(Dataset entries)
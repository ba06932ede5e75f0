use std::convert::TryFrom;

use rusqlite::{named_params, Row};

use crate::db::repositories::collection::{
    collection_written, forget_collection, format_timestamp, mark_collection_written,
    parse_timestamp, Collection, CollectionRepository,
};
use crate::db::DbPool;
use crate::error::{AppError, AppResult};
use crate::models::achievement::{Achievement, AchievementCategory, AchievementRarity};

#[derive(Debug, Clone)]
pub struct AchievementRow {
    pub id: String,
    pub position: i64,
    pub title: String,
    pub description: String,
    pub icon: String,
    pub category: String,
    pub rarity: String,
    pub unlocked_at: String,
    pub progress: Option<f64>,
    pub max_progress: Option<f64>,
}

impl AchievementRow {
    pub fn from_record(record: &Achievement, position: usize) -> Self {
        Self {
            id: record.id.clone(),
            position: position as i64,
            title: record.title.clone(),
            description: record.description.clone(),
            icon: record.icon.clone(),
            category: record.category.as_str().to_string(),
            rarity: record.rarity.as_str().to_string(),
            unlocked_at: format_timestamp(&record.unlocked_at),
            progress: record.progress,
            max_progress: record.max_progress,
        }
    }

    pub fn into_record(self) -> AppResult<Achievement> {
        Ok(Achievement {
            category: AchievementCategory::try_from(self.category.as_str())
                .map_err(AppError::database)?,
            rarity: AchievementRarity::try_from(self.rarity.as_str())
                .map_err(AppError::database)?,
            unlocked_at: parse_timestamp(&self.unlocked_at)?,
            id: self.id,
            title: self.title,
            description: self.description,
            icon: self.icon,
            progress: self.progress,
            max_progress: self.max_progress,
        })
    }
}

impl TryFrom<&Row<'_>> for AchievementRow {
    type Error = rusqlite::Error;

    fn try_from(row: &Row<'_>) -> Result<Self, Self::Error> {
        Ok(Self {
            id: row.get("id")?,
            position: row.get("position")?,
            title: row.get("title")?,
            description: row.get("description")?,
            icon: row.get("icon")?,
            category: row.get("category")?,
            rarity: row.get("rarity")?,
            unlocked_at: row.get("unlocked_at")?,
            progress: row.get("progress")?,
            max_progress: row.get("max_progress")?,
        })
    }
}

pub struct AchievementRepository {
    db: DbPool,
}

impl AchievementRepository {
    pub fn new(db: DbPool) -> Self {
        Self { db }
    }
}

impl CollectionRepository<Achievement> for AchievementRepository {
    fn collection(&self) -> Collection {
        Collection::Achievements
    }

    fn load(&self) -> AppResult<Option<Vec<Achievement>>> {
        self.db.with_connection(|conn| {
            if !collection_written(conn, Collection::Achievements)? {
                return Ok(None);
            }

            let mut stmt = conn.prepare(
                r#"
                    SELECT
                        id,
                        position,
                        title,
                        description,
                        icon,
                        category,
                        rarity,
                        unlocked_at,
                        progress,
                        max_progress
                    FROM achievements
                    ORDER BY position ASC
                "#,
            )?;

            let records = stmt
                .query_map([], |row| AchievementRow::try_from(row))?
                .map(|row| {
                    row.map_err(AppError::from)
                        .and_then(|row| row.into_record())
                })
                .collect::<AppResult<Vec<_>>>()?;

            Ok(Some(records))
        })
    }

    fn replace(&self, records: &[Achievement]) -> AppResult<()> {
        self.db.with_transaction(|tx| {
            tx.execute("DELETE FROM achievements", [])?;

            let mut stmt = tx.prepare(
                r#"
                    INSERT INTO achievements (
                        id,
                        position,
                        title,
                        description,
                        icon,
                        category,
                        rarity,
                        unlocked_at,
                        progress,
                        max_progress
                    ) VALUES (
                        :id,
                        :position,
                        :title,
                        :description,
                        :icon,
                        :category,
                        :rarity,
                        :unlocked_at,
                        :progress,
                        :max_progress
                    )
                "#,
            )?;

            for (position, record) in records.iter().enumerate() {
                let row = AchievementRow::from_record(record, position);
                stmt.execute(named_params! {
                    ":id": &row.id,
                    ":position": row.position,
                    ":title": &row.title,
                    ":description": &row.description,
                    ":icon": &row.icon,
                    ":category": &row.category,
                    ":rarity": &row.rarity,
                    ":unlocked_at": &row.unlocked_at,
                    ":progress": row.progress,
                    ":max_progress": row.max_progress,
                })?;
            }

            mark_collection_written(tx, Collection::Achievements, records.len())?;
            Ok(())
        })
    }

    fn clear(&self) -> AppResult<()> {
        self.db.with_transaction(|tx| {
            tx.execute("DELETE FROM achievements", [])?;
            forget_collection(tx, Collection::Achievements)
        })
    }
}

...

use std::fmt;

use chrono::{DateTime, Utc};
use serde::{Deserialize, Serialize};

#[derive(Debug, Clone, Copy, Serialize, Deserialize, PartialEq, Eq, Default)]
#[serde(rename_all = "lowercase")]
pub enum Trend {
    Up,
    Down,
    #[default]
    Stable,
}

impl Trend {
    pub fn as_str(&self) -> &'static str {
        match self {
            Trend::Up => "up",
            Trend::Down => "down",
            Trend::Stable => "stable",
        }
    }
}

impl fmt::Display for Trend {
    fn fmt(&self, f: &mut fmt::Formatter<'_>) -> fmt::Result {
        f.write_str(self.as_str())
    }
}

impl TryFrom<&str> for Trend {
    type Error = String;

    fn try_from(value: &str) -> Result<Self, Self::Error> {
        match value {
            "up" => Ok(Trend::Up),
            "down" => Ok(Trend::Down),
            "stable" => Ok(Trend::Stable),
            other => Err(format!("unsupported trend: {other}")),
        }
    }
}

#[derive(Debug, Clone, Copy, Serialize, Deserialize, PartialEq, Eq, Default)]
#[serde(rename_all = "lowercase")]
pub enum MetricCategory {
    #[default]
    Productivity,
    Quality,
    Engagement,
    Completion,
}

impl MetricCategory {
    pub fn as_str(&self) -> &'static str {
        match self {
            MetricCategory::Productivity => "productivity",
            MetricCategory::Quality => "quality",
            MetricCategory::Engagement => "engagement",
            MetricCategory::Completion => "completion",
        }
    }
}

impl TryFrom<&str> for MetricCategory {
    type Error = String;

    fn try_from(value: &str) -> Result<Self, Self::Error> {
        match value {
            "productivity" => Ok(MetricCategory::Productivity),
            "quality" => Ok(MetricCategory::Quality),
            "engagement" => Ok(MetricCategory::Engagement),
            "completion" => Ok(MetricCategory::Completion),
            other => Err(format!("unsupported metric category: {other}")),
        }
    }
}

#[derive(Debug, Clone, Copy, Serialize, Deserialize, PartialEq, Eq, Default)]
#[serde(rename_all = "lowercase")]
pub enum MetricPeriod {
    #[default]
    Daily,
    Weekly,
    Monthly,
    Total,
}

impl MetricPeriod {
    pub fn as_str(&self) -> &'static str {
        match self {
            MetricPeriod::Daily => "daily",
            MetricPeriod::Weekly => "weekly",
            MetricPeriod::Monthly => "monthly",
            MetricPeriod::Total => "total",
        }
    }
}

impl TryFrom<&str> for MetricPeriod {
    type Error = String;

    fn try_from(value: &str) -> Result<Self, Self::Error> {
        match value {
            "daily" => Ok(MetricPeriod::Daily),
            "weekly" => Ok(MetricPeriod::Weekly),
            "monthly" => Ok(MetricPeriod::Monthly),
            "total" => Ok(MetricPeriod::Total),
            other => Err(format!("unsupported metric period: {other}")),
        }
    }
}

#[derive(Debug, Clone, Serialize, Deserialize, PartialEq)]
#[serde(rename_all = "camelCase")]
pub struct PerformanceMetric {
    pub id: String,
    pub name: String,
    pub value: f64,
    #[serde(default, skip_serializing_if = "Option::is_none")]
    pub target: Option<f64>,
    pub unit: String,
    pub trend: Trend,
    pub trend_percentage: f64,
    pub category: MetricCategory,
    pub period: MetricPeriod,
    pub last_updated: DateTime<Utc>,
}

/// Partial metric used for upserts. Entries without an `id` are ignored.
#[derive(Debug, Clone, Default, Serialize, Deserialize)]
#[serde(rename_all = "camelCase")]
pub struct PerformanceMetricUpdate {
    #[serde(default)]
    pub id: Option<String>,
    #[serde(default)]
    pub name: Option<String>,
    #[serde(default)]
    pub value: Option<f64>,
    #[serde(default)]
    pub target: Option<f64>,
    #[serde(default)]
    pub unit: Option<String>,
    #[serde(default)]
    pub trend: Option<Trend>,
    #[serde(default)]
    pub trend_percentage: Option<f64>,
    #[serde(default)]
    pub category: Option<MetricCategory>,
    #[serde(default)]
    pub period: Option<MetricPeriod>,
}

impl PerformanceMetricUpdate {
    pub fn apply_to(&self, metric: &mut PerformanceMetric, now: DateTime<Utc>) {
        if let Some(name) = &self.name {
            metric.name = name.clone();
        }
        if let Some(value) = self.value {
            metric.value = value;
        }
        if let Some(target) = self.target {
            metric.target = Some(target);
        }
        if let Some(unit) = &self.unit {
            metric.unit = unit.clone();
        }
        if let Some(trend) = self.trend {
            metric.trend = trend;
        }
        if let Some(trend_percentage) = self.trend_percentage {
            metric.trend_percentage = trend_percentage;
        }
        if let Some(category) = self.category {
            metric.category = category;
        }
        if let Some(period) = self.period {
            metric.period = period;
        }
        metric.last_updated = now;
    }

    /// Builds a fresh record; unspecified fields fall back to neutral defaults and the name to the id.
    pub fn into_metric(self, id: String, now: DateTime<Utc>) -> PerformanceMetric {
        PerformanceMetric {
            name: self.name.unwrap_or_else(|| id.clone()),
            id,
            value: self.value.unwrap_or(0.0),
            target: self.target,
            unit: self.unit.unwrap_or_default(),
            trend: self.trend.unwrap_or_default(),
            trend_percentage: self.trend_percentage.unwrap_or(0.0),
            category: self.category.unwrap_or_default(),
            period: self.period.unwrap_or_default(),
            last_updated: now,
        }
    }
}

--

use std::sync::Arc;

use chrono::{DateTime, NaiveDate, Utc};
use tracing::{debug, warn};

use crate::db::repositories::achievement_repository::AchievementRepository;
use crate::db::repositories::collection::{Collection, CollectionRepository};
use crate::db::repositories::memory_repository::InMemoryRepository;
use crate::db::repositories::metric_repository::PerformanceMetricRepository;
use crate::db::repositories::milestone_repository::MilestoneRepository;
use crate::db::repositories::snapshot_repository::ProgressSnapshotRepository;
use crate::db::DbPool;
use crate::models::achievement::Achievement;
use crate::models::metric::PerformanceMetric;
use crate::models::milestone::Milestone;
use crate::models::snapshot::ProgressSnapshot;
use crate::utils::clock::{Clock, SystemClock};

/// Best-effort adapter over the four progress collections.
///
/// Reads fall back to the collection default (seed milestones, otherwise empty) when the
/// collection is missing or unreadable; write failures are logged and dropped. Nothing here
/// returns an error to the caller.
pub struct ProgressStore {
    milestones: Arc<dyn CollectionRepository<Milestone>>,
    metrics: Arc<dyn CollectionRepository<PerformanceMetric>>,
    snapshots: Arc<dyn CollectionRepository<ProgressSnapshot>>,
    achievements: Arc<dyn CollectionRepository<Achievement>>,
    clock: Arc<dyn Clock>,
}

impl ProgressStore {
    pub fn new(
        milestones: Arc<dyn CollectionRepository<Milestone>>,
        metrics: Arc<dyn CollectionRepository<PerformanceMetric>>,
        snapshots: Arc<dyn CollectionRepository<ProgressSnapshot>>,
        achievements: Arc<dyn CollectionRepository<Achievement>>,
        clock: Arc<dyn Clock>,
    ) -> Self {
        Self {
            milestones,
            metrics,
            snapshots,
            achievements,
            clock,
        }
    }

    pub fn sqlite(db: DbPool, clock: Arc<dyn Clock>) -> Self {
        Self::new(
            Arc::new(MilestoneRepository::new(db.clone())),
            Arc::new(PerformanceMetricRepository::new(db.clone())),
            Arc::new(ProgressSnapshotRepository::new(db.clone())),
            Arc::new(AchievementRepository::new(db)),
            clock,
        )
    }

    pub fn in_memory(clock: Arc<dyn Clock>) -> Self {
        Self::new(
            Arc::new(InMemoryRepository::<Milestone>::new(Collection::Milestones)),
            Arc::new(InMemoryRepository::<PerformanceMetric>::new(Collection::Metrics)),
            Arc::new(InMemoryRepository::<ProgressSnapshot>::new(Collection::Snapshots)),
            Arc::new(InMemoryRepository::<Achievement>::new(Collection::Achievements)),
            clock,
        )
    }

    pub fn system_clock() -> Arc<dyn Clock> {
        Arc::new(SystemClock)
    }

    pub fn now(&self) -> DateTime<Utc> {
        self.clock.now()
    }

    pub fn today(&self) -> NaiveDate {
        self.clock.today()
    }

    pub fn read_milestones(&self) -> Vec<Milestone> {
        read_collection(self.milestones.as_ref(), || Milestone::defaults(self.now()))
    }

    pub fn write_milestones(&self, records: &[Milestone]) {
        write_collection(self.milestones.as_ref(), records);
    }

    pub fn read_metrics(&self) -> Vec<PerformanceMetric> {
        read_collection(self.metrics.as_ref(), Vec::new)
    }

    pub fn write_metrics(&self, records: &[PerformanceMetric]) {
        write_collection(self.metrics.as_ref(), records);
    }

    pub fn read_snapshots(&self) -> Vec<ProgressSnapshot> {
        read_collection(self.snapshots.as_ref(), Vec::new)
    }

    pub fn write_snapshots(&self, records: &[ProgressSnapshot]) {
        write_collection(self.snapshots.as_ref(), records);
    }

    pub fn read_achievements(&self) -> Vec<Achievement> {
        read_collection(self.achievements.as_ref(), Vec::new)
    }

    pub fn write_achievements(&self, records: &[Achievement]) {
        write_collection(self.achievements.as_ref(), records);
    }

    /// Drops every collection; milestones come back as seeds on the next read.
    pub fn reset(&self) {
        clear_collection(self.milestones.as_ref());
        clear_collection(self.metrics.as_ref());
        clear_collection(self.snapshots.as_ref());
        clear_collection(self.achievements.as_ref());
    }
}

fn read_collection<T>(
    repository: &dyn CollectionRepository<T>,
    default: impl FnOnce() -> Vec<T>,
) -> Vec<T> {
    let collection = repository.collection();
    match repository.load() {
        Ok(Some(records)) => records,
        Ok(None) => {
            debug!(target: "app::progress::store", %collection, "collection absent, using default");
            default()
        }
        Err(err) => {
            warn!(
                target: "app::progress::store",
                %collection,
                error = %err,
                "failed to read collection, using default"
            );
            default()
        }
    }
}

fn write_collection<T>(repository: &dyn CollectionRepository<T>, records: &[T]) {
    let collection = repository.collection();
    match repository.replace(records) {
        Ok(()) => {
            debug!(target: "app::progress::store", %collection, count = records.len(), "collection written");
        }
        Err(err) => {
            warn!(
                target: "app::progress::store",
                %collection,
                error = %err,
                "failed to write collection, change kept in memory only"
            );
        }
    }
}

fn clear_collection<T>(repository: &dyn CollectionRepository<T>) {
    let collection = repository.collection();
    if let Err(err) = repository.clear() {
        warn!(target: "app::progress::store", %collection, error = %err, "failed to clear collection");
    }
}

Work task.
In the records above, find the lines containing "Engagement" and copy them.

Response to this task.
    Engagement,
            MetricCategory::Engagement => "engagement",
            "engagement" => Ok(MetricCategory::Engagement),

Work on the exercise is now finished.